I make no comment on whether some of the Australian States fracturing from the Federal approach is the right thing to do or not.
But the ‘how’ it’s being done has got me stuffed. If the idea of Victoria, NSW and QLD is at least to be responding to the gut filling anxiety some in the community are experiencing, the weekend announcements did not reduce it.
The Victorian Premier’s statement of a ‘shutdown’ of all non-essential services was strong. It was ahead of the national cabinet. It said more details to come on Monday…..
‘LOCKDOWN’ screamed the media. My local small businesses started announcing their closures because of Covid-19 on Instagram. Cafes, restaurants, hairdressers. I called my more vulnerable friends to check in, my locally travelling dad, disconnected from the social media world, to say he should head home to the farm the next day and the parents decided they would sit tight and lock the doors against the world.
I whatsapped my entire team, telling them to still proceed with their working plans Monday and we would reassess with more information when we knew exactly who and what was affected. Each conversation, I put a caveat on it that while media was saying it was going to be a ‘lockdown’, what that meant wasn’t entirely clear yet.
The PM’s defensive and late press conference on Sunday night provided some specific details about what would close and when, but did not answer all the questions.
Schools were contentious but some certainty at least in Victoria – and I heard from the PM that hairdressers didn’t have to close after all and cafes could still do takeaways (which many already were) so their Instagram and Facebook pages expressed more confusion. Did they really need to close just yet ? Should they for their own health and business good anyway?
And me : so closures and not lockdown then, I asked Twitter? Was I wrong in what I understood? Did I miss something? Twitter simply shrugged its shoulders at me with a palms up emoji.
With a continuing caveat, I whatsapped my team, because the Premier would still have more to say Monday morning.
Waking early, wondering and tired, I was confused and cranky.
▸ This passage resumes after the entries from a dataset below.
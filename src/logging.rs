//! Logging setup for the binary. The library only emits `tracing` events;
//! installing a subscriber is left to whoever embeds it.

use tracing_subscriber::EnvFilter;

/// Install the global subscriber. `RUST_LOG` wins when set; otherwise
/// warnings only, or debug output with `--verbose`.
///
/// Safe to call more than once (later calls are no-ops).
pub fn init(verbose: bool) {
    let default_level = if verbose { "debug" } else { "warn" };
    let filter =
        EnvFilter::try_from_default_env().unwrap_or_else(|_| EnvFilter::new(default_level));

    let _ = tracing_subscriber::fmt()
        .with_env_filter(filter)
        .with_target(false)
        .with_writer(std::io::stderr)
        .try_init();
}
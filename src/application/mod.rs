// Application layer: the async service every shell talks to. It owns the
// in-memory registry and writes each operation through to storage.

pub mod error;
pub mod service;

pub use error::*;
pub use service::*;
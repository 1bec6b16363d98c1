use anyhow::Result;
use clap::Parser;
use coffer::cli::Cli;

#[tokio::main]
async fn main() -> Result<()> {
    let cli = Cli::parse();
    coffer::logging::init(cli.verbose);
    cli.run().await
}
Looking again for the missing clarity in planning and in communicating that planning and the best community steps.
As a communicator and community member I have an opinion, like many with similar backgrounds. It’s not about throwing stones in a rapidly changing and evolving situation because I get it. This situation is a case study for crazy and as recovery community engagement specialist Anne Leadbetter observed to me separately, this situation will fill the future of PHDs and research for years to come in community behaviour change, fear and communication strategy.
But as a human being with family members, friends and team members I’m afraid to touch or breathe on, I’m needy.
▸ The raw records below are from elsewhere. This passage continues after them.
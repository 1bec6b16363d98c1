use std::collections::HashMap;
use std::sync::Arc;

use chrono::{DateTime, NaiveDate, Utc};
use parking_lot::{Mutex, MutexGuard, RwLock};

use super::account::ensure_positive;
use super::{Account, AccountId, Cents, LedgerError, Pin, Transaction};

pub const DEFAULT_PIN_LENGTH: usize = 4;

#[derive(Debug, Clone, Copy, PartialEq, Eq)]
pub struct BankConfig {
    /// Exact number of characters a PIN must have
    pub pin_length: usize,
}

impl Default for BankConfig {
    fn default() -> Self {
        Self {
            pin_length: DEFAULT_PIN_LENGTH,
        }
    }
}

/// Parameters for opening an account.
#[derive(Debug, Clone)]
pub struct NewAccount {
    pub name: String,
    pub opening_balance_cents: Cents,
    pub interest_rate: f64,
    pub pin: String,
}

/// A registered account behind its own lock. The id and name are copied out
/// of the account so they can be read without locking it.
#[derive(Debug)]
pub struct AccountHandle {
    id: AccountId,
    name: String,
    account: Mutex<Account>,
}

impl AccountHandle {
    fn new(account: Account) -> Self {
        Self {
            id: account.id(),
            name: account.name().to_string(),
            account: Mutex::new(account),
        }
    }

    pub fn id(&self) -> AccountId {
        self.id
    }

    pub fn name(&self) -> &str {
        &self.name
    }

    /// Exclusive access to the account for the lifetime of the guard.
    pub fn lock(&self) -> MutexGuard<'_, Account> {
        self.account.lock()
    }
}

pub type AccountRef = Arc<AccountHandle>;

/// Both sides of a completed transfer.
#[derive(Debug, Clone)]
pub struct TransferReceipt {
    pub outgoing: Transaction,
    pub incoming: Transaction,
}

#[derive(Default)]
struct Accounts {
    by_name: HashMap<String, AccountRef>,
    by_id: HashMap<AccountId, AccountRef>,
    next_id: AccountId,
}

impl Accounts {
    fn insert(&mut self, account: Account) -> Result<AccountRef, LedgerError> {
        if self.by_name.contains_key(account.name()) {
            return Err(LedgerError::DuplicateName(account.name().to_string()));
        }
        self.next_id = self.next_id.max(account.id() + 1);
        let handle = Arc::new(AccountHandle::new(account));
        self.by_name
            .insert(handle.name().to_string(), Arc::clone(&handle));
        self.by_id.insert(handle.id(), Arc::clone(&handle));
        Ok(handle)
    }
}

/// The registry of all accounts, keyed by unique name.
///
/// Each account sits behind its own mutex, so operations on one account
/// never observe a half-applied operation on it. Transfers lock both
/// accounts in name order and mutate them under both locks.
pub struct Bank {
    config: BankConfig,
    accounts: RwLock<Accounts>,
}

impl Default for Bank {
    fn default() -> Self {
        Self::new()
    }
}

impl Bank {
    pub fn new() -> Self {
        Self::with_config(BankConfig::default())
    }

    pub fn with_config(config: BankConfig) -> Self {
        Self {
            config,
            accounts: RwLock::new(Accounts {
                next_id: 1,
                ..Accounts::default()
            }),
        }
    }

    /// Rebuild a registry from previously persisted accounts.
    pub fn from_accounts(
        config: BankConfig,
        accounts: impl IntoIterator<Item = Account>,
    ) -> Result<Self, LedgerError> {
        let bank = Self::with_config(config);
        {
            let mut registry = bank.accounts.write();
            for account in accounts {
                registry.insert(account)?;
            }
        }
        Ok(bank)
    }

    pub fn config(&self) -> BankConfig {
        self.config
    }

    pub fn len(&self) -> usize {
        self.accounts.read().by_name.len()
    }

    pub fn is_empty(&self) -> bool {
        self.len() == 0
    }

    /// Open a new account. Fails without touching the registry when the
    /// name is taken.
    pub fn create_account(&self, new: NewAccount) -> Result<AccountRef, LedgerError> {
        self.create_account_at(new, Utc::now())
    }

    pub fn create_account_at(
        &self,
        new: NewAccount,
        created_at: DateTime<Utc>,
    ) -> Result<AccountRef, LedgerError> {
        if new.opening_balance_cents < 0 {
            return Err(LedgerError::InvalidAmount(
                "Opening balance cannot be negative".to_string(),
            ));
        }
        let pin = Pin::new(new.pin);
        if pin.len() != self.config.pin_length {
            return Err(LedgerError::InvalidPin {
                expected: self.config.pin_length,
            });
        }

        let mut registry = self.accounts.write();
        if registry.by_name.contains_key(&new.name) {
            tracing::debug!(name = %new.name, "account name already taken");
            return Err(LedgerError::DuplicateName(new.name));
        }

        let account = Account::new(
            registry.next_id,
            new.name,
            new.opening_balance_cents,
            new.interest_rate,
            pin,
            created_at,
        );
        let handle = registry.insert(account)?;
        tracing::debug!(id = handle.id(), name = handle.name(), "account created");
        Ok(handle)
    }

    /// Look an account up by credentials. An unknown name and a wrong PIN
    /// produce the same error.
    pub fn get_account(&self, name: &str, pin: &str) -> Result<AccountRef, LedgerError> {
        self.find_account(name)
            .filter(|handle| handle.lock().verify_pin(pin))
            .ok_or(LedgerError::InvalidCredentials)
    }

    /// Look an account up by id, for callers that already authenticated.
    pub fn get_account_by_id(&self, id: AccountId) -> Option<AccountRef> {
        self.accounts.read().by_id.get(&id).cloned()
    }

    /// Name-only lookup, used to resolve transfer recipients.
    pub fn find_account(&self, name: &str) -> Option<AccountRef> {
        self.accounts.read().by_name.get(name).cloned()
    }

    /// All accounts, sorted by name.
    pub fn accounts(&self) -> Vec<AccountRef> {
        let mut handles: Vec<AccountRef> =
            self.accounts.read().by_name.values().cloned().collect();
        handles.sort_by(|a, b| a.name().cmp(b.name()));
        handles
    }

    /// Move money between two accounts as one unit: either both sides are
    /// recorded or neither is.
    pub fn transfer(
        &self,
        from: &AccountRef,
        to: &AccountRef,
        amount_cents: Cents,
    ) -> Result<TransferReceipt, LedgerError> {
        if from.id() == to.id() {
            return Err(LedgerError::SameAccount);
        }
        ensure_positive(amount_cents)?;

        // Fixed lock order prevents two opposite transfers from deadlocking
        let from_first = from.name() <= to.name();
        let (first, second) = if from_first { (from, to) } else { (to, from) };
        let mut first_guard = first.lock();
        let mut second_guard = second.lock();
        let (source, destination) = if from_first {
            (&mut *first_guard, &mut *second_guard)
        } else {
            (&mut *second_guard, &mut *first_guard)
        };

        source.ensure_funds(amount_cents)?;
        destination.credited(amount_cents)?;

        let outgoing = source
            .send_transfer(amount_cents, destination.name())
            .clone();
        let incoming = destination
            .receive_transfer(amount_cents, source.name())
            .clone();

        tracing::debug!(
            from = source.name(),
            to = destination.name(),
            amount_cents,
            "transfer applied"
        );
        Ok(TransferReceipt { outgoing, incoming })
    }

    /// Transfer to an account identified by name.
    pub fn transfer_to(
        &self,
        from: &AccountRef,
        to_name: &str,
        amount_cents: Cents,
    ) -> Result<TransferReceipt, LedgerError> {
        let to = self
            .find_account(to_name)
            .ok_or_else(|| LedgerError::RecipientNotFound(to_name.to_string()))?;
        self.transfer(from, &to, amount_cents)
    }

    /// Accrue monthly interest on every account. Returns the interest
    /// transactions recorded; accounts already accrued this month are
    /// skipped.
    pub fn apply_monthly_interest_all_accounts(&self, today: NaiveDate) -> Vec<Transaction> {
        self.accounts()
            .iter()
            .filter_map(|handle| handle.lock().apply_monthly_interest(today).cloned())
            .collect()
    }
}
use std::collections::HashMap;

use anyhow::{Context, Result};
use chrono::{DateTime, NaiveDate, Utc};
use sqlx::{Row, SqlitePool};
use uuid::Uuid;

use crate::domain::{Account, AccountId, Cents, Direction, Pin, Transaction, TransactionKind};

use super::MIGRATION_001_INITIAL;

const DATE_FORMAT: &str = "%Y-%m-%d";

/// Changes made to one account by an operation: the transactions it
/// appended and, when one of them is interest, the new accrual marker.
#[derive(Debug, Clone)]
pub struct AccountUpdate {
    pub account_id: AccountId,
    pub last_interest_date: Option<NaiveDate>,
    pub new_transactions: Vec<Transaction>,
}

impl AccountUpdate {
    pub fn new(account: &Account, new_transactions: Vec<Transaction>) -> Self {
        let accrued = new_transactions
            .iter()
            .any(|transaction| transaction.kind == TransactionKind::Interest);
        Self {
            account_id: account.id(),
            last_interest_date: accrued.then(|| account.last_interest_date()),
            new_transactions,
        }
    }

    /// Net effect of the new transactions on the stored balance.
    pub fn balance_delta(&self) -> Cents {
        self.new_transactions
            .iter()
            .map(Transaction::signed_amount)
            .sum()
    }
}

/// Repository for persisting and loading accounts and their transactions.
pub struct Repository {
    pool: SqlitePool,
}

impl Repository {
    /// Create a new repository with the given SQLite connection pool.
    pub fn new(pool: SqlitePool) -> Self {
        Self { pool }
    }

    /// Connect to a SQLite database at the given URL.
    pub async fn connect(database_url: &str) -> Result<Self> {
        let pool = SqlitePool::connect(database_url)
            .await
            .context("Failed to connect to database")?;
        Ok(Self::new(pool))
    }

    /// Run database migrations.
    pub async fn migrate(&self) -> Result<()> {
        sqlx::query(MIGRATION_001_INITIAL)
            .execute(&self.pool)
            .await
            .context("Failed to run migration 001")?;
        Ok(())
    }

    /// Initialize a new database (connect + migrate).
    pub async fn init(database_url: &str) -> Result<Self> {
        let repo = Self::connect(database_url).await?;
        repo.migrate().await?;
        Ok(repo)
    }

    // ========================
    // Account operations
    // ========================

    /// Save a newly opened account.
    pub async fn insert_account(&self, account: &Account) -> Result<()> {
        sqlx::query(
            r#"
            INSERT INTO accounts (id, name, opening_balance_cents, balance_cents, interest_rate, pin, last_interest_date, created_at)
            VALUES (?, ?, ?, ?, ?, ?, ?, ?)
            "#,
        )
        .bind(account.id())
        .bind(account.name())
        .bind(account.opening_balance_cents())
        .bind(account.balance_cents())
        .bind(account.interest_rate())
        .bind(account.pin().as_str())
        .bind(account.last_interest_date().format(DATE_FORMAT).to_string())
        .bind(account.created_at().to_rfc3339())
        .execute(&self.pool)
        .await
        .context("Failed to save account")?;
        Ok(())
    }

    /// Load every account with its full transaction log.
    pub async fn load_accounts(&self) -> Result<Vec<Account>> {
        let mut logs = self.load_transactions().await?;

        let rows = sqlx::query(
            r#"
            SELECT id, name, opening_balance_cents, balance_cents, interest_rate, pin, last_interest_date, created_at
            FROM accounts
            ORDER BY id
            "#,
        )
        .fetch_all(&self.pool)
        .await
        .context("Failed to list accounts")?;

        rows.iter()
            .map(|row| {
                let id: AccountId = row.get("id");
                let transactions = logs.remove(&id).unwrap_or_default();
                Self::row_to_account(row, transactions)
            })
            .collect()
    }

    /// Write the result of one operation in a single database transaction,
    /// so both sides of a transfer land together or not at all. Balances are
    /// adjusted by the net of the new transactions, and the accrual marker
    /// only moves forward and only with interest, so commits from the same
    /// process may land in any order.
    pub async fn commit(&self, updates: &[AccountUpdate]) -> Result<()> {
        let mut tx = self
            .pool
            .begin()
            .await
            .context("Failed to begin transaction")?;

        for update in updates {
            sqlx::query(
                r#"
                UPDATE accounts
                SET balance_cents = balance_cents + ?,
                    last_interest_date = COALESCE(MAX(last_interest_date, ?), last_interest_date)
                WHERE id = ?
                "#,
            )
            .bind(update.balance_delta())
            .bind(
                update
                    .last_interest_date
                    .map(|date| date.format(DATE_FORMAT).to_string()),
            )
            .bind(update.account_id)
            .execute(&mut *tx)
            .await
            .context("Failed to update account")?;

            for transaction in &update.new_transactions {
                sqlx::query(
                    r#"
                    INSERT INTO transactions (id, account_id, amount_cents, kind, direction, description, counterparty, timestamp)
                    VALUES (?, ?, ?, ?, ?, ?, ?, ?)
                    "#,
                )
                .bind(transaction.id.to_string())
                .bind(transaction.account_id)
                .bind(transaction.amount_cents)
                .bind(transaction.kind.as_str())
                .bind(transaction.direction.as_str())
                .bind(&transaction.description)
                .bind(&transaction.counterparty)
                .bind(transaction.timestamp.to_rfc3339())
                .execute(&mut *tx)
                .await
                .context("Failed to save transaction")?;
            }
        }

        tx.commit().await.context("Failed to commit transaction")?;
        Ok(())
    }

    async fn load_transactions(&self) -> Result<HashMap<AccountId, Vec<Transaction>>> {
        let rows = sqlx::query(
            r#"
            SELECT id, account_id, amount_cents, kind, direction, description, counterparty, timestamp
            FROM transactions
            ORDER BY sequence
            "#,
        )
        .fetch_all(&self.pool)
        .await
        .context("Failed to list transactions")?;

        let mut logs: HashMap<AccountId, Vec<Transaction>> = HashMap::new();
        for row in &rows {
            let transaction = Self::row_to_transaction(row)?;
            logs.entry(transaction.account_id)
                .or_default()
                .push(transaction);
        }
        Ok(logs)
    }

    fn row_to_account(
        row: &sqlx::sqlite::SqliteRow,
        transactions: Vec<Transaction>,
    ) -> Result<Account> {
        let pin: String = row.get("pin");
        let last_interest_str: String = row.get("last_interest_date");
        let created_at_str: String = row.get("created_at");

        let account = Account::new(
            row.get("id"),
            row.get::<String, _>("name"),
            row.get("opening_balance_cents"),
            row.get("interest_rate"),
            Pin::new(pin),
            DateTime::parse_from_rfc3339(&created_at_str)
                .context("Invalid created_at timestamp")?
                .with_timezone(&Utc),
        );

        Ok(account.restore(
            row.get("balance_cents"),
            NaiveDate::parse_from_str(&last_interest_str, DATE_FORMAT)
                .context("Invalid last_interest_date")?,
            transactions,
        ))
    }

    fn row_to_transaction(row: &sqlx::sqlite::SqliteRow) -> Result<Transaction> {
        let id_str: String = row.get("id");
        let kind_str: String = row.get("kind");
        let direction_str: String = row.get("direction");
        let timestamp_str: String = row.get("timestamp");

        Ok(Transaction {
            id: Uuid::parse_str(&id_str).context("Invalid transaction ID")?,
            account_id: row.get("account_id"),
            amount_cents: row.get("amount_cents"),
            kind: TransactionKind::from_str(&kind_str)
                .ok_or_else(|| anyhow::anyhow!("Invalid transaction kind: {}", kind_str))?,
            direction: Direction::from_str(&direction_str)
                .ok_or_else(|| anyhow::anyhow!("Invalid direction: {}", direction_str))?,
            description: row.get("description"),
            counterparty: row.get("counterparty"),
            timestamp: DateTime::parse_from_rfc3339(&timestamp_str)
                .context("Invalid timestamp")?
                .with_timezone(&Utc),
        })
    }
}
The logical part of me says what I need is a more strategic plan or idea of the potential next stages, an idea of the consequences and the escalation points. What I want is rock solid, consistent, empathetic, well planned and executed, visible, responsive, coordinated response that responds to my fear and my need to control what I can in the actions I can take.
The Premier today reiterated the actions as individuals we should take, must take. But the gravity of his words are belied by the fact our shopping centres are open. Again, a dissonance, and a cacophony of other decisions being made by other States – and other countries. Tonight, I saw the first of a Victorian ad about the stage one restrictions.
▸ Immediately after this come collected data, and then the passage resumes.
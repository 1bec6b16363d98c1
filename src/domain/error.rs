use thiserror::Error;

use super::Cents;

/// Expected outcomes of ledger operations that callers must handle.
#[derive(Error, Debug, Clone, PartialEq, Eq)]
pub enum LedgerError {
    #[error("An account named '{0}' already exists")]
    DuplicateName(String),

    /// Unknown name or wrong PIN. Which one is never revealed.
    #[error("Account not found or incorrect PIN")]
    InvalidCredentials,

    #[error("Insufficient funds: balance {balance}, requested {requested}")]
    InsufficientFunds { balance: Cents, requested: Cents },

    #[error("Recipient account not found: {0}")]
    RecipientNotFound(String),

    #[error("Invalid amount: {0}")]
    InvalidAmount(String),

    #[error("PIN must be exactly {expected} characters")]
    InvalidPin { expected: usize },

    #[error("Cannot transfer to the same account")]
    SameAccount,
}
mod common;

use anyhow::Result;
use chrono::{Duration, Utc};
use clap::Parser;
use coffer::application::BankService;
use coffer::cli::Cli;
use coffer::domain::{Account, Pin, TransactionKind};
use coffer::storage::Repository;
use common::{accept_transactions, reject_transactions, side_connection};
use tempfile::TempDir;

/// A database holding alice, opened two months ago and therefore due for
/// interest.
async fn database_with_account_due_for_interest() -> Result<(TempDir, String)> {
    let temp_dir = TempDir::new()?;
    let db_path = temp_dir.path().join("test.db");
    let database = db_path.to_str().unwrap().to_string();

    let repo = Repository::init(&format!("sqlite:{}?mode=rwc", database)).await?;
    let opened = Utc::now() - Duration::days(62);
    let alice = Account::new(1, "alice", 10000, 0.12, Pin::new("1234"), opened);
    repo.insert_account(&alice).await?;

    Ok((temp_dir, database))
}

fn deposit_command(database: &str, amount: &str) -> Result<Cli> {
    Ok(Cli::try_parse_from([
        "coffer",
        "--database",
        database,
        "deposit",
        amount,
        "--name",
        "alice",
        "--pin",
        "1234",
    ])?)
}

#[tokio::test]
async fn test_commands_accrue_due_interest_first() -> Result<()> {
    let (_temp, database) = database_with_account_due_for_interest().await?;

    deposit_command(&database, "5")?.run().await?;

    let service = BankService::connect(&database).await?;
    let alice = service.login("alice", "1234")?;
    let kinds: Vec<TransactionKind> = service
        .history(&alice)?
        .iter()
        .map(|transaction| transaction.kind)
        .collect();
    assert_eq!(kinds, [TransactionKind::Interest, TransactionKind::Deposit]);
    assert_eq!(service.account(&alice)?.balance_cents, 10600);

    Ok(())
}

#[tokio::test]
async fn test_failed_accrual_aborts_the_command() -> Result<()> {
    let (temp, database) = database_with_account_due_for_interest().await?;
    let db = side_connection(&temp).await?;
    reject_transactions(&db, "interest").await?;

    assert!(deposit_command(&database, "5")?.run().await.is_err());

    let service = BankService::connect(&database).await?;
    let alice = service.login("alice", "1234")?;
    assert_eq!(service.account(&alice)?.balance_cents, 10000);
    assert!(service.history(&alice)?.is_empty());
    drop(service);

    // Once accruals persist again, the missed month is still paid
    accept_transactions(&db, "interest").await?;
    deposit_command(&database, "5")?.run().await?;

    let service = BankService::connect(&database).await?;
    let alice = service.login("alice", "1234")?;
    assert_eq!(service.account(&alice)?.balance_cents, 10600);
    assert_eq!(service.history(&alice)?.len(), 2);

    Ok(())
}
#[cfg(test)]
mod tests {
    use chrono::TimeZone;

    use super::*;

    fn opened(balance: Cents, rate: f64) -> Account {
        let created = Utc.with_ymd_and_hms(2024, 3, 14, 9, 30, 0).unwrap();
        Account::new(1, "alice", balance, rate, Pin::new("1234"), created)
    }

    fn date(y: i32, m: u32, d: u32) -> NaiveDate {
        NaiveDate::from_ymd_opt(y, m, d).unwrap()
    }

    #[test]
    fn test_new_account_starts_interest_marker_on_first_of_month() {
        let account = opened(10000, 0.12);
        assert_eq!(account.last_interest_date(), date(2024, 3, 1));
        assert_eq!(account.balance_cents(), 10000);
        assert!(account.transactions().is_empty());
    }

    #[test]
    fn test_deposit_records_incoming_transaction() {
        let mut account = opened(10000, 0.12);
        let tx = account.deposit(5000, "").unwrap();

        assert_eq!(tx.kind, TransactionKind::Deposit);
        assert_eq!(tx.direction, Direction::Incoming);
        assert_eq!(tx.amount_cents, 5000);
        assert_eq!(account.balance_cents(), 15000);
        assert_eq!(account.transactions().len(), 1);
    }

    #[test]
    fn test_deposit_rejects_non_positive_amounts() {
        let mut account = opened(10000, 0.12);
        assert!(matches!(
            account.deposit(0, ""),
            Err(LedgerError::InvalidAmount(_))
        ));
        assert!(matches!(
            account.deposit(-500, ""),
            Err(LedgerError::InvalidAmount(_))
        ));
        assert_eq!(account.balance_cents(), 10000);
        assert!(account.transactions().is_empty());
    }

    #[test]
    fn test_withdraw_within_balance() {
        let mut account = opened(15000, 0.12);
        let tx = account.withdraw(15000, "rent").unwrap();

        assert_eq!(tx.kind, TransactionKind::Withdrawal);
        assert_eq!(tx.direction, Direction::Outgoing);
        assert_eq!(tx.description.as_deref(), Some("rent"));
        assert_eq!(account.balance_cents(), 0);
    }

    #[test]
    fn test_withdraw_insufficient_funds_changes_nothing() {
        let mut account = opened(15000, 0.12);
        let err = account.withdraw(20000, "").unwrap_err();

        assert_eq!(
            err,
            LedgerError::InsufficientFunds {
                balance: 15000,
                requested: 20000
            }
        );
        assert_eq!(account.balance_cents(), 15000);
        assert!(account.transactions().is_empty());
    }

    #[test]
    fn test_interest_applies_once_per_month() {
        let mut account = opened(10000, 0.12);

        let tx = account.apply_monthly_interest(date(2024, 4, 2)).unwrap();
        assert_eq!(tx.kind, TransactionKind::Interest);
        assert_eq!(tx.amount_cents, 100);
        assert_eq!(account.balance_cents(), 10100);
        assert_eq!(account.last_interest_date(), date(2024, 4, 2));

        assert!(account.apply_monthly_interest(date(2024, 4, 30)).is_none());
        assert_eq!(account.balance_cents(), 10100);
        assert_eq!(account.transactions().len(), 1);
    }

    #[test]
    fn test_interest_not_applied_in_opening_month() {
        let mut account = opened(10000, 0.12);
        assert!(account.apply_monthly_interest(date(2024, 3, 31)).is_none());
        assert_eq!(account.balance_cents(), 10000);
    }

    #[test]
    fn test_interest_ignores_earlier_months() {
        let mut account = opened(10000, 0.12);
        account.apply_monthly_interest(date(2024, 5, 1)).unwrap();
        assert!(account.apply_monthly_interest(date(2024, 4, 15)).is_none());
        assert_eq!(account.last_interest_date(), date(2024, 5, 1));
    }

    #[test]
    fn test_interest_across_year_boundary() {
        let mut account = opened(10000, 0.12);
        account.apply_monthly_interest(date(2024, 12, 10)).unwrap();
        assert!(account.apply_monthly_interest(date(2025, 1, 1)).is_some());
    }

    #[test]
    fn test_negative_rate_records_outgoing_interest() {
        let mut account = opened(10000, -0.12);
        let tx = account.apply_monthly_interest(date(2024, 4, 1)).unwrap();

        assert_eq!(tx.direction, Direction::Outgoing);
        assert_eq!(tx.amount_cents, 100);
        assert_eq!(account.balance_cents(), 9900);
        assert_eq!(account.ledger_balance(), account.balance_cents());
    }

    #[test]
    fn test_interest_overflow_is_skipped_and_stays_due() {
        let mut account = opened(5_000_000_000_000_000_000, 12.0);

        assert!(account.apply_monthly_interest(date(2024, 4, 1)).is_none());
        assert_eq!(account.balance_cents(), 5_000_000_000_000_000_000);
        assert_eq!(account.last_interest_date(), date(2024, 3, 1));
        assert!(account.transactions().is_empty());

        // Still due once the balance is back in range
        account.withdraw(4_999_999_999_999_990_000, "").unwrap();
        let tx = account.apply_monthly_interest(date(2024, 4, 1)).unwrap();
        assert_eq!(tx.amount_cents, 10_000);
        assert_eq!(account.ledger_balance(), account.balance_cents());
    }

    #[test]
    fn test_extreme_negative_rate_does_not_panic() {
        let mut account = opened(i64::MAX, -1e30);
        assert!(account.apply_monthly_interest(date(2024, 4, 1)).is_none());
        assert_eq!(account.balance_cents(), i64::MAX);

        let mut account = opened(1_000, -24.0);
        let tx = account.apply_monthly_interest(date(2024, 4, 1)).unwrap();
        assert_eq!(tx.direction, Direction::Outgoing);
        assert_eq!(tx.amount_cents, 2_000);
        assert_eq!(account.ledger_balance(), account.balance_cents());
    }

    #[test]
    fn test_revert_takes_back_unpersisted_transactions() {
        let mut account = opened(10000, 0.12);
        account.deposit(500, "").unwrap();
        let interest = account
            .apply_monthly_interest(date(2024, 4, 2))
            .unwrap()
            .clone();

        account.revert(&[interest], date(2024, 3, 1));

        assert_eq!(account.balance_cents(), 10500);
        assert_eq!(account.transactions().len(), 1);
        assert_eq!(account.last_interest_date(), date(2024, 3, 1));
        assert!(account.apply_monthly_interest(date(2024, 4, 2)).is_some());
    }

    #[test]
    fn test_ledger_balance_tracks_balance() {
        let mut account = opened(2500, 0.06);
        account.deposit(1000, "").unwrap();
        account.withdraw(700, "").unwrap();
        let _ = account.withdraw(100000, "");
        account.send_transfer(300, "bob");
        account.receive_transfer(50, "carol");
        account.apply_monthly_interest(date(2024, 6, 1));

        assert_eq!(account.ledger_balance(), account.balance_cents());
    }

    #[test]
    fn test_transfer_halves_annotate_counterparty() {
        let mut account = opened(10000, 0.0);
        let sent = account.send_transfer(5000, "bob").clone();
        assert_eq!(sent.direction, Direction::Outgoing);
        assert_eq!(sent.counterparty.as_deref(), Some("bob"));
        assert_eq!(sent.description.as_deref(), Some("to bob"));

        let received = account.receive_transfer(200, "carol");
        assert_eq!(received.direction, Direction::Incoming);
        assert_eq!(received.description.as_deref(), Some("from carol"));
    }

    #[test]
    fn test_pin_debug_is_redacted() {
        let pin = Pin::new("9876");
        assert_eq!(format!("{:?}", pin), "Pin(****)");
        assert!(pin.matches("9876"));
        assert!(!pin.matches("987"));
        assert_eq!(pin.len(), 4);
    }
}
New Zealand late last week implemented and communicated a four stage alert level. It appeals to my emergency management heart, and gives some comfort to me that there is an escalation point.
As our country grapples separately with decisions and NZ reaches stage three and four, my parents in a small country town are separately also holing up.
Without any more information about what’s next, they are staying home, so hopefully they won’t die.